Exercise requirements: Down to the last character, write out the records below.

(Stored items)
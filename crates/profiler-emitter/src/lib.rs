//! # profiler-emitter
//!
//! Process-lifetime emitter for profiler lifecycle events.
//!
//! - [`ProfilerEventEmitter`]: stamps and publishes `started` / `ended` events
//! - [`EmitterCell`]: lazily constructs exactly one emitter per process
//! - [`Publisher`] / [`BrokerConnector`]: the broker client contract
//! - [`MemoryBroker`] / [`MemoryConnector`]: in-memory transport for tests
//! - [`LinePublisher`] / [`StdoutConnector`]: line-per-message transport

#![deny(unsafe_code)]

pub mod cell;
pub mod emitter;
pub mod line;
pub mod memory;
pub mod publisher;

pub use cell::EmitterCell;
pub use emitter::ProfilerEventEmitter;
pub use line::{LinePublisher, StdoutConnector};
pub use memory::{MemoryBroker, MemoryConnector, PublishedMessage};
pub use publisher::{BrokerConnector, Publisher};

Response to the exercise:
filename crates/profiler-emitter/src/lib.rs
//! # profiler-emitter
//!
//! Process-lifetime emitter for profiler lifecycle events.
//!
//! - [`ProfilerEventEmitter`]: stamps and publishes `started` / `ended` events
//! - [`EmitterCell`]: lazily constructs exactly one emitter per process
//! - [`Publisher`] / [`BrokerConnector`]: the broker client contract
//! - [`MemoryBroker`] / [`MemoryConnector`]: in-memory transport for tests
//! - [`LinePublisher`] / [`StdoutConnector`]: line-per-message transport

#![deny(unsafe_code)]

pub mod cell;
pub mod emitter;
pub mod line;
pub mod memory;
pub mod publisher;

pub use cell::EmitterCell;
pub use emitter::ProfilerEventEmitter;
pub use line::{LinePublisher, StdoutConnector};
pub use memory::{MemoryBroker, MemoryConnector, PublishedMessage};
pub use publisher::{BrokerConnector, Publisher};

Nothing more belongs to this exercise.